Across the tracks, a slanting column of black smoke was rising from the wreck of the terrorists’ vehicle. The remaining pickup truck, the black Nissan and the Dodge had tracked around in a wide arc and now they were approaching fast for another pass, dust clouds billowing in their wake. Ben watched the black Nissan and instantly knew Kamal’s intention. The terrorist was going to kill every single man, woman and child on board, just to get to him.
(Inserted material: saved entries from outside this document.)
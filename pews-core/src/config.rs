//! Configuration file management for pews.
//!
//! Reads/writes `~/.pews/config.yaml` with the feed location, polling
//! cadence, and an optional default replay session.

use std::path::{Path, PathBuf};

use chrono::TimeDelta;

use crate::clock::{format_time_key, parse_time_key, ReplayRequest};
use crate::types::{PewsError, Result};

/// Provider endpoint serving `.s`/`.b` resources.
pub const DEFAULT_BASE_URL: &str = "https://www.weather.go.kr/pews/data";

/// Full configuration structure.
#[derive(Debug, Clone, PartialEq)]
pub struct Config {
    pub feed: FeedConfig,
    pub replay: Option<ReplayConfig>,
}

#[derive(Debug, Clone, PartialEq)]
pub struct FeedConfig {
    pub base_url: String,
    pub poll_interval_ms: u64,
    pub timeout_secs: u64,
}

/// Replay defaults for `pews replay` without arguments.
#[derive(Debug, Clone, PartialEq, Eq)]
pub struct ReplayConfig {
    pub incident_id: u64,
    /// Time key the replay starts from.
    pub start: String,
    pub duration_secs: i64,
}

impl ReplayConfig {
    pub fn to_request(&self) -> Result<ReplayRequest> {
        Ok(ReplayRequest {
            incident_id: self.incident_id,
            virtual_start: parse_time_key(&self.start)?,
            duration: replay_duration(self.duration_secs)?,
        })
    }
}

/// Replay length from a second count. Negative or out-of-range counts are
/// config errors.
pub fn replay_duration(secs: i64) -> Result<TimeDelta> {
    if secs < 0 {
        return Err(PewsError::Config(format!(
            "replay duration must not be negative (got {secs}s)"
        )));
    }
    TimeDelta::try_seconds(secs)
        .ok_or_else(|| PewsError::Config(format!("replay duration {secs}s is out of range")))
}

impl From<&ReplayRequest> for ReplayConfig {
    fn from(req: &ReplayRequest) -> Self {
        ReplayConfig {
            incident_id: req.incident_id,
            start: format_time_key(req.virtual_start),
            duration_secs: req.duration.num_seconds(),
        }
    }
}

impl Default for Config {
    fn default() -> Self {
        Config {
            feed: FeedConfig {
                base_url: DEFAULT_BASE_URL.into(),
                poll_interval_ms: 1000,
                timeout_secs: 5,
            },
            replay: None,
        }
    }
}

/// Get the config directory path (`~/.pews/`).
pub fn config_dir() -> PathBuf {
    dirs_home().join(".pews")
}

/// Get the config file path.
pub fn config_file() -> PathBuf {
    config_dir().join("config.yaml")
}

fn dirs_home() -> PathBuf {
    std::env::var("HOME")
        .or_else(|_| std::env::var("USERPROFILE"))
        .map(PathBuf::from)
        .unwrap_or_else(|_| PathBuf::from("."))
}

/// Load config from `~/.pews/config.yaml`.
///
/// Returns default config if the file doesn't exist.
pub fn load_config() -> Result<Config> {
    load_config_from(&config_file())
}

/// Load config from an explicit path. A missing file yields defaults.
pub fn load_config_from(path: &Path) -> Result<Config> {
    if !path.exists() {
        return Ok(Config::default());
    }
    let text = std::fs::read_to_string(path)?;
    parse_config(&text)
}

/// Save config to an explicit path, creating parent directories.
pub fn save_config_to(config: &Config, path: &Path) -> Result<()> {
    if let Some(dir) = path.parent() {
        std::fs::create_dir_all(dir).map_err(|e| PewsError::Config(e.to_string()))?;
    }
    std::fs::write(path, serialize_config(config))
        .map_err(|e| PewsError::Config(e.to_string()))
}

/// Replay section fields as read; all three are needed for a session.
#[derive(Default)]
struct PartialReplay {
    incident_id: Option<u64>,
    start: Option<String>,
    duration_secs: Option<i64>,
}

/// Parse simple YAML-like config text.
pub fn parse_config(text: &str) -> Result<Config> {
    let mut config = Config::default();
    let mut replay = PartialReplay::default();
    let mut current_section: Option<String> = None;

    for (lineno, line) in text.lines().enumerate() {
        let stripped = line.trim();
        if stripped.is_empty() || stripped.starts_with('#') {
            continue;
        }

        let is_indented = line.starts_with("  ") || line.starts_with('\t');

        let Some((key, val)) = stripped.split_once(':') else {
            continue;
        };
        let key = key.trim();
        let val = val.trim();

        if !is_indented {
            current_section = val.is_empty().then(|| key.to_string());
            continue;
        }

        let Some(section) = current_section.as_deref() else {
            continue;
        };
        match (section, key) {
            ("feed", "base_url") => {
                if let Some(v) = parse_string_value(val) {
                    config.feed.base_url = v;
                }
            }
            ("feed", "poll_interval_ms") => {
                config.feed.poll_interval_ms = parse_number(val, key, lineno)?;
                if config.feed.poll_interval_ms == 0 {
                    return Err(PewsError::Config(format!(
                        "line {}: poll_interval_ms must be at least 1",
                        lineno + 1
                    )));
                }
            }
            ("feed", "timeout_secs") => {
                config.feed.timeout_secs = parse_number(val, key, lineno)?;
            }
            ("replay", "incident_id") => {
                replay.incident_id = parse_optional_number(val, key, lineno)?;
            }
            ("replay", "start") => {
                replay.start = parse_string_value(val);
            }
            ("replay", "duration_secs") => {
                replay.duration_secs = parse_optional_number(val, key, lineno)?;
            }
            _ => {}
        }
    }

    if let (Some(incident_id), Some(start), Some(duration_secs)) =
        (replay.incident_id, replay.start, replay.duration_secs)
    {
        parse_time_key(&start)
            .map_err(|e| PewsError::Config(format!("replay.start: {e}")))?;
        replay_duration(duration_secs)?;
        config.replay = Some(ReplayConfig {
            incident_id,
            start,
            duration_secs,
        });
    }

    Ok(config)
}

fn is_null(val: &str) -> bool {
    val == "null" || val == "~" || val.is_empty()
}

fn parse_string_value(val: &str) -> Option<String> {
    if is_null(val) {
        return None;
    }
    // Strip quotes
    if val.len() >= 2
        && ((val.starts_with('"') && val.ends_with('"'))
            || (val.starts_with('\'') && val.ends_with('\'')))
    {
        return Some(val[1..val.len() - 1].to_string());
    }
    Some(val.to_string())
}

fn parse_number<T: std::str::FromStr>(val: &str, key: &str, lineno: usize) -> Result<T> {
    parse_string_value(val)
        .and_then(|v| v.parse().ok())
        .ok_or_else(|| PewsError::Config(format!("line {}: {key} must be a number", lineno + 1)))
}

fn parse_optional_number<T: std::str::FromStr>(
    val: &str,
    key: &str,
    lineno: usize,
) -> Result<Option<T>> {
    if is_null(val) {
        return Ok(None);
    }
    parse_number(val, key, lineno).map(Some)
}

/// Serialize config to YAML-like text.
pub fn serialize_config(config: &Config) -> String {
    let mut lines = vec!["# pews configuration".to_string(), String::new()];

    lines.push("feed:".into());
    lines.push(format!("  base_url: \"{}\"", config.feed.base_url));
    lines.push(format!("  poll_interval_ms: {}", config.feed.poll_interval_ms));
    lines.push(format!("  timeout_secs: {}", config.feed.timeout_secs));
    lines.push(String::new());

    match &config.replay {
        Some(r) => {
            lines.push("replay:".into());
            lines.push(format!("  incident_id: {}", r.incident_id));
            lines.push(format!("  start: \"{}\"", r.start));
            lines.push(format!("  duration_secs: {}", r.duration_secs));
        }
        None => {
            lines.push("# replay:".into());
            lines.push("#   incident_id: 2021007178".into());
            lines.push("#   start: \"20211214081914\"".into());
            lines.push("#   duration_secs: 420".into());
        }
    }

    lines.join("\n") + "\n"
}

// ---------------------------------------------------------------------------
// Tests
// ---------------------------------------------------------------------------

#[cfg(test)]
mod tests {
    use super::*;

    #[test]
    fn test_default_config() {
        let config = Config::default();
        assert_eq!(config.feed.base_url, DEFAULT_BASE_URL);
        assert_eq!(config.feed.poll_interval_ms, 1000);
        assert!(config.replay.is_none());
    }

    #[test]
    fn test_parse_config() {
        let text = r#"
feed:
  base_url: "http://localhost:9000/pews"
  poll_interval_ms: 500
  timeout_secs: 2

replay:
  incident_id: 2021007178
  start: "20211214081914"
  duration_secs: 420
"#;
        let config = parse_config(text).unwrap();
        assert_eq!(config.feed.base_url, "http://localhost:9000/pews");
        assert_eq!(config.feed.poll_interval_ms, 500);
        assert_eq!(config.feed.timeout_secs, 2);

        let replay = config.replay.unwrap();
        assert_eq!(replay.incident_id, 2021007178);
        let req = replay.to_request().unwrap();
        assert_eq!(req.virtual_start.timestamp(), 1639469954);
        assert_eq!(req.duration, TimeDelta::minutes(7));
    }

    #[test]
    fn test_partial_replay_section_ignored() {
        let text = "replay:\n  incident_id: 2021007178\n  start: ~\n";
        let config = parse_config(text).unwrap();
        assert!(config.replay.is_none());
    }

    #[test]
    fn test_bad_number_is_error() {
        let text = "feed:\n  poll_interval_ms: soon\n";
        let err = parse_config(text).unwrap_err();
        assert_eq!(
            err.to_string(),
            "config error: line 2: poll_interval_ms must be a number"
        );
    }

    #[test]
    fn test_bad_replay_start_is_error() {
        let text = "replay:\n  incident_id: 1\n  start: \"yesterday\"\n  duration_secs: 5\n";
        assert!(matches!(parse_config(text), Err(PewsError::Config(_))));
    }

    #[test]
    fn test_zero_poll_interval_is_error() {
        let err = parse_config("feed:\n  poll_interval_ms: 0\n").unwrap_err();
        assert_eq!(
            err.to_string(),
            "config error: line 2: poll_interval_ms must be at least 1"
        );
    }

    #[test]
    fn test_replay_duration_bounds() {
        assert_eq!(replay_duration(420).unwrap(), TimeDelta::minutes(7));
        assert_eq!(replay_duration(0).unwrap(), TimeDelta::zero());
        assert!(matches!(replay_duration(-1), Err(PewsError::Config(_))));
        assert!(matches!(replay_duration(i64::MAX), Err(PewsError::Config(_))));
    }

    #[test]
    fn test_huge_replay_duration_is_error() {
        let text = "replay:\n  incident_id: 1\n  start: \"20211214081914\"\n  duration_secs: 9223372036854775807\n";
        assert!(matches!(parse_config(text), Err(PewsError::Config(_))));

        let replay = ReplayConfig {
            incident_id: 1,
            start: "20211214081914".into(),
            duration_secs: -5,
        };
        assert!(matches!(replay.to_request(), Err(PewsError::Config(_))));
    }

    #[test]
    fn test_unknown_keys_ignored() {
        let text = "dashboard:\n  port: 8080\nfeed:\n  colour: blue\n  timeout_secs: 9\n";
        let config = parse_config(text).unwrap();
        assert_eq!(config.feed.timeout_secs, 9);
    }

    #[test]
    fn test_roundtrip_through_file() {
        let dir = tempfile::tempdir().unwrap();
        let path = dir.path().join("nested").join("config.yaml");
        let config = Config {
            feed: FeedConfig {
                base_url: "http://example.com/data".into(),
                poll_interval_ms: 250,
                timeout_secs: 3,
            },
            replay: Some(ReplayConfig {
                incident_id: 2022000001,
                start: "20221029081227".into(),
                duration_secs: 60,
            }),
        };
        save_config_to(&config, &path).unwrap();
        assert_eq!(load_config_from(&path).unwrap(), config);
    }

    #[test]
    fn test_missing_file_gives_defaults() {
        let dir = tempfile::tempdir().unwrap();
        let config = load_config_from(&dir.path().join("absent.yaml")).unwrap();
        assert_eq!(config, Config::default());
    }

    #[test]
    fn test_default_serialization_parses_back() {
        let text = serialize_config(&Config::default());
        assert!(text.contains("# replay:"));
        assert_eq!(parse_config(&text).unwrap(), Config::default());
    }

    #[test]
    fn test_replay_config_from_request() {
        let req = ReplayConfig {
            incident_id: 7,
            start: "20211214081914".into(),
            duration_secs: 30,
        }
        .to_request()
        .unwrap();
        let back = ReplayConfig::from(&req);
        assert_eq!(back.start, "20211214081914");
        assert_eq!(back.duration_secs, 30);
    }
}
Except Ben wasn’t going to let that happen. Not today. He dived back inside the burning train, battled through the smoke to what was left of his and Kirby’s sleeper compartment, found the holdall among the wreckage, dragged it out and grabbed another grenade.

The three vehicles came roaring in across the sand. The black Nissan on the left, the Dodge on the right, the armed pickup in the middle. The.50-cal spurted flame. Bullets chewed through the smashed train.

‘The rocks!’ Ben yelled at the staggering survivors. ‘Make for the rocks!’

People fled in panic as gunfire churned up the sand. A middle-aged man in a business suit was desperately running for cover, clutching an attache case, when a long sustained chattering burst from the machine gun pitched him forward with his arms outflung. Papers from his ripped attache case tumbled across the ground.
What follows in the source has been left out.